CBS News: The station guys seem to think that eventually you're going ot have to go to outboard ops, switch to the redundant race ring, no matter what. Do you agree? Or do you think there's any chance the astronauts can clean the ring enough to permit normal, or near-normal, operations?
Griffin: I don't know. I would defer to them. My own view is, right from the first, that we were probably going to have to go to outboard ops. But that's a view not conditioned by enough facts yet. So I guess my bias would be, we're probably going to have to go to the outboard ops but who knows?
CBS News: Let me turn to Soyuz briefly. Are you confident the Soyuz TMA-12 vehicle that's docked to station now is a reliable vehicle if the crew needs it in an emergency?

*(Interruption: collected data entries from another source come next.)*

use super::*;
use crate::repository::InMemoryRepository;
use crate::uploader::test_helpers::{Harness, test_config};
use axum::body::Body;
use axum::http::{Request, StatusCode};
use serde_json::Value;
use std::time::Duration;
use tower::ServiceExt;


fn router(harness: &Harness) -> Router {
    create_router(Arc::new(harness.uploader.clone()))
}

async fn send(app: Router, method: &str, uri: &str, body: Option<Value>) -> (StatusCode, Value) {
    let request = Request::builder().method(method).uri(uri);
    let request = match body {
        Some(json) => request
            .header("content-type", "application/json")
            .body(Body::from(json.to_string())),
        None => request.body(Body::empty()),
    }
    .unwrap();

    let response = app.oneshot(request).await.unwrap();
    let status = response.status();
    let bytes = axum::body::to_bytes(response.into_body(), usize::MAX)
        .await
        .unwrap();
    // Extractor rejections answer in plain text
    let json = serde_json::from_slice(&bytes)
        .unwrap_or_else(|_| Value::String(String::from_utf8_lossy(&bytes).into_owned()));
    (status, json)
}

#[tokio::test]
async fn api_key_guards_every_route() {
    let harness = Harness::with_config(InMemoryRepository::new(), |dir| {
        let mut config = test_config(dir);
        config.api.api_key = Some("letmein".to_string());
        config
    });

    let (status, body) = send(router(&harness), "GET", "/run/progress", None).await;
    assert_eq!(status, StatusCode::UNAUTHORIZED);
    assert_eq!(body["error"]["code"], "unauthorized");

    let request = Request::builder()
        .uri("/run/progress")
        .header("X-Api-Key", "letmein")
        .body(Body::empty())
        .unwrap();
    let response = router(&harness).oneshot(request).await.unwrap();
    assert_eq!(response.status(), StatusCode::OK);
}

#[tokio::test]
async fn cors_headers_follow_config() {
    let harness = Harness::new(InMemoryRepository::new());
    let request = Request::builder()
        .uri("/health")
        .header("Origin", "http://panel.local")
        .body(Body::empty())
        .unwrap();
    let response = router(&harness).oneshot(request).await.unwrap();
    assert_eq!(
        response.headers().get("access-control-allow-origin").unwrap(),
        "*"
    );

    let harness = Harness::with_config(InMemoryRepository::new(), |dir| {
        let mut config = test_config(dir);
        config.api.cors_enabled = false;
        config
    });
    let request = Request::builder()
        .uri("/health")
        .header("Origin", "http://panel.local")
        .body(Body::empty())
        .unwrap();
    let response = router(&harness).oneshot(request).await.unwrap();
    assert!(response.headers().get("access-control-allow-origin").is_none());
}

#[tokio::test]
async fn cors_with_listed_origins() {
    let harness = Harness::with_config(InMemoryRepository::new(), |dir| {
        let mut config = test_config(dir);
        config.api.cors_origins = vec!["http://panel.local".to_string()];
        config
    });
    let request = Request::builder()
        .uri("/health")
        .header("Origin", "http://panel.local")
        .body(Body::empty())
        .unwrap();
    let response = router(&harness).oneshot(request).await.unwrap();
    assert_eq!(
        response.headers().get("access-control-allow-origin").unwrap(),
        "http://panel.local"
    );
}

#[tokio::test]
async fn server_stops_on_shutdown_signal() {
    let harness = Harness::with_config(InMemoryRepository::new(), |dir| {
        let mut config = test_config(dir);
        config.api.bind_address = "127.0.0.1:0".parse().unwrap();
        config
    });
    let uploader = Arc::new(harness.uploader.clone());
    let (tx, rx) = tokio::sync::oneshot::channel::<()>();

    let server = tokio::spawn(serve_until(uploader, async {
        let _ = rx.await;
    }));
    tokio::time::sleep(Duration::from_millis(50)).await;
    tx.send(()).unwrap();

    let outcome = tokio::time::timeout(Duration::from_secs(5), server)
        .await
        .expect("server did not stop")
        .unwrap();
    assert!(outcome.is_ok());
}

#[tokio::test]
async fn unknown_route_is_404() {
    let harness = Harness::new(InMemoryRepository::new());
    let (status, _) = send(router(&harness), "GET", "/downloads", None).await;
    assert_eq!(status, StatusCode::NOT_FOUND);
}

Griffin: The decision to continue to fly crew, both international partner crew and our own crew, is conditioned on the belief that as a rescue vehicle, it's fine. Everybody, the Russians, ourselves, everyone is concerned that we've had two seemingly identical anomalies in a row. And I won't call them failures because, of course, the primary purpose of the vehicle is to allow the crew to reach the ground and they reached the ground both times, no problem. The vehicle in that sense worked, despite having an anomaly. Now, we don't want to continue having that and the Russians really don't, they're digging into it, they're being completely open with us about it, we have an observer on the board. They are perplexed, they are saying they are perplexed. They don't think, and we don't think, it could be a fundamental design error, it's been operating for 40 years and operating well. So, manufacturing, assembly, integration, yeah, and that's where folks are looking. But we think if we had to get in it and come to the ground, the guys would make it. And that's the important thing.
CBS News: The problems with the toilet and the Soyuz highlight how critical Russian hardware is now and how important it will be in the future when the station crew expands to six and shuttles stop flying in 2010. How confident are you about the reliability of Russian hardware and procedures?
CBS News: Well, I'm confident because I think we're going to solve the problems. But it is a partnership and the Russians are supplying, as are the other partners, things that are critically needed on board the space station to have it work. I do see a distinction between fundamental access capability and, you know, the toilet. We have to keep the crew clean and healthy and we can find ways to do that, but before we worry about that, we have to get them there and back.
CBS News: I shouldn't have put it that way. I meant it in the sense that all of these issues make it very clear to even a casual observer that the Russians are really going to play a more critical role than they ever have before going into the gap between the end of shuttle operations and the debut of the shuttle's replacement in 2015.
Griffin: They are. And I find it, as I've said on a number of occasions, I find it very disturbing that we're dependent on any other nation for a strategic capability.
CBS News: But that's where we are.
Griffin: That's where we are.
CBS News: Is NASA looking at any way to expand station resupply to help avoid getting into time-critical situations down the road?
Griffin: We are. We have almost completed an orbital base in space. It's a place where people can learn how to live and work in space and crucial to that is an understanding that the logistics train has to be maintained or it won't function. We have, as you mentioned, ATV, we have HTV coming along on line on the Japanese side, we do have the Russian Soyuz and Progress. On the U.S. side, we have a commercial procurement out on the street now for, on a purely commercial basis, for cargo resupply to the station. I have no doubt that will be successful, but we are down to one string for crew. We are down to the Soyuz for crew and the sooner we can get a new American capability for crew transport, the happier I will be.